Exercise requirements >> Repeat the data exactly as it stands.

Data extracts >>
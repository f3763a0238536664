use crate::extract::{Span, SpanRewriter, extract};
use crate::text::{trim_wiki, upper_first};
use crate::vault::Vault;

/// Canonicalize every top-level `{{...}}` transclusion.
///
/// A template whose body has a parameter starting a line (`\n|`) is written
/// in block style, everything else inline. Nested templates are normalized
/// first; nested templates, tables and links are then hidden so their pipes
/// do not split parameters.
pub fn normalize_templates(wikitext: &str) -> String {
    let mut rewriter = SpanRewriter::new(wikitext);
    for span in extract("{{", "}}", wikitext) {
        let fixed = normalize_template(&span.text);
        rewriter.replace(&span.text, &fixed);
    }
    rewriter.finish()
}

fn normalize_template(template: &str) -> String {
    let Some(body) = template
        .strip_prefix("{{")
        .and_then(|rest| rest.strip_suffix("}}"))
    else {
        return template.to_string();
    };

    let mut body = normalize_templates(body);
    let mut vault = Vault::for_text(&body);
    let nested = nested_spans(&body);
    vault.hide_spans(&mut body, &nested);

    let block = body.contains("\n|");
    let mut parts = body.split('|').map(trim_wiki);
    let title = parts.next().unwrap_or_default();

    let mut rebuilt = if block {
        upper_first(title)
    } else {
        title.to_string()
    };
    for part in parts {
        let parameter = Parameter::parse(part);
        if block {
            parameter.write_block(&mut rebuilt);
        } else {
            parameter.write_inline(&mut rebuilt);
        }
    }
    if block {
        rebuilt.push('\n');
    }

    format!("{{{{{}}}}}", vault.restore(&rebuilt))
}

fn nested_spans(body: &str) -> Vec<Span> {
    let mut spans = extract("{{", "}}", body);
    spans.extend(extract("{|", "|}", body));
    spans.extend(extract("[[", "]]", body));
    spans
}

#[derive(Debug)]
struct Parameter<'a> {
    key: Option<&'a str>,
    value: &'a str,
}

impl<'a> Parameter<'a> {
    fn parse(part: &'a str) -> Self {
        match part.split_once('=') {
            Some((key, value)) => Self {
                key: Some(trim_wiki(key)),
                value: value.trim_matches(' '),
            },
            None => Self {
                key: None,
                value: part.trim_matches(' '),
            },
        }
    }

    /// Values that already start on a new line, and list items (which must
    /// open a line), are written below their key.
    fn own_line_value(&self) -> Option<&'a str> {
        let stripped = self.value.trim_start_matches(['\n', ' ']);
        (self.value.starts_with('\n') || stripped.starts_with(['*', '#'])).then_some(stripped)
    }

    fn write_inline(&self, out: &mut String) {
        match (self.key, self.own_line_value()) {
            (Some(_), _) if self.value.is_empty() => {}
            (Some(key), Some(list)) => {
                out.push_str(&format!("|{key}=\n{list}"));
            }
            (Some(key), None) => out.push_str(&format!("|{key}={}", self.value)),
            (None, Some(list)) => out.push_str(&format!("|\n{list}")),
            (None, None) => out.push_str(&format!("|{}", self.value)),
        }
    }

    fn write_block(&self, out: &mut String) {
        match (self.key, self.own_line_value()) {
            (Some(_), _) if self.value.is_empty() => {}
            (Some(key), Some(list)) => out.push_str(&format!("\n| {key} =\n{list}")),
            (Some(key), None) => out.push_str(&format!("\n| {key} = {}", self.value)),
            (None, Some(list)) => out.push_str(&format!("\n|\n{list}")),
            (None, None) if self.value.is_empty() => out.push_str("\n|"),
            (None, None) => out.push_str(&format!("\n| {}", self.value)),
        }
    }
}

Response to the exercise >>
repository f3763a0238536664
use crate::extract::{Span, SpanRewriter, extract};
use crate::text::{trim_wiki, upper_first};
use crate::vault::Vault;

/// Canonicalize every top-level `{{...}}` transclusion.
///
/// A template whose body has a parameter starting a line (`\n|`) is written
/// in block style, everything else inline. Nested templates are normalized
/// first; nested templates, tables and links are then hidden so their pipes
/// do not split parameters.
pub fn normalize_templates(wikitext: &str) -> String {
    let mut rewriter = SpanRewriter::new(wikitext);
    for span in extract("{{", "}}", wikitext) {
        let fixed = normalize_template(&span.text);
        rewriter.replace(&span.text, &fixed);
    }
    rewriter.finish()
}

fn normalize_template(template: &str) -> String {
    let Some(body) = template
        .strip_prefix("{{")
        .and_then(|rest| rest.strip_suffix("}}"))
    else {
        return template.to_string();
    };

    let mut body = normalize_templates(body);
    let mut vault = Vault::for_text(&body);
    let nested = nested_spans(&body);
    vault.hide_spans(&mut body, &nested);

    let block = body.contains("\n|");
    let mut parts = body.split('|').map(trim_wiki);
    let title = parts.next().unwrap_or_default();

    let mut rebuilt = if block {
        upper_first(title)
    } else {
        title.to_string()
    };
    for part in parts {
        let parameter = Parameter::parse(part);
        if block {
            parameter.write_block(&mut rebuilt);
        } else {
            parameter.write_inline(&mut rebuilt);
        }
    }
    if block {
        rebuilt.push('\n');
    }

    format!("{{{{{}}}}}", vault.restore(&rebuilt))
}

fn nested_spans(body: &str) -> Vec<Span> {
    let mut spans = extract("{{", "}}", body);
    spans.extend(extract("{|", "|}", body));
    spans.extend(extract("[[", "]]", body));
    spans
}

#[derive(Debug)]
struct Parameter<'a> {
    key: Option<&'a str>,
    value: &'a str,
}

impl<'a> Parameter<'a> {
    fn parse(part: &'a str) -> Self {
        match part.split_once('=') {
            Some((key, value)) => Self {
                key: Some(trim_wiki(key)),
                value: value.trim_matches(' '),
            },
            None => Self {
                key: None,
                value: part.trim_matches(' '),
            },
        }
    }

    /// Values that already start on a new line, and list items (which must
    /// open a line), are written below their key.
    fn own_line_value(&self) -> Option<&'a str> {
        let stripped = self.value.trim_start_matches(['\n', ' ']);
        (self.value.starts_with('\n') || stripped.starts_with(['*', '#'])).then_some(stripped)
    }

    fn write_inline(&self, out: &mut String) {
        match (self.key, self.own_line_value()) {
            (Some(_), _) if self.value.is_empty() => {}
            (Some(key), Some(list)) => {
                out.push_str(&format!("|{key}=\n{list}"));
            }
            (Some(key), None) => out.push_str(&format!("|{key}={}", self.value)),
            (None, Some(list)) => out.push_str(&format!("|\n{list}")),
            (None, None) => out.push_str(&format!("|{}", self.value)),
        }
    }

    fn write_block(&self, out: &mut String) {
        match (self.key, self.own_line_value()) {
            (Some(_), _) if self.value.is_empty() => {}
            (Some(key), Some(list)) => out.push_str(&format!("\n| {key} =\n{list}")),
            (Some(key), None) => out.push_str(&format!("\n| {key} = {}", self.value)),
            (None, Some(list)) => out.push_str(&format!("\n|\n{list}")),
            (None, None) if self.value.is_empty() => out.push_str("\n|"),
            (None, None) => out.push_str(&format!("\n| {}", self.value)),
        }
    }
}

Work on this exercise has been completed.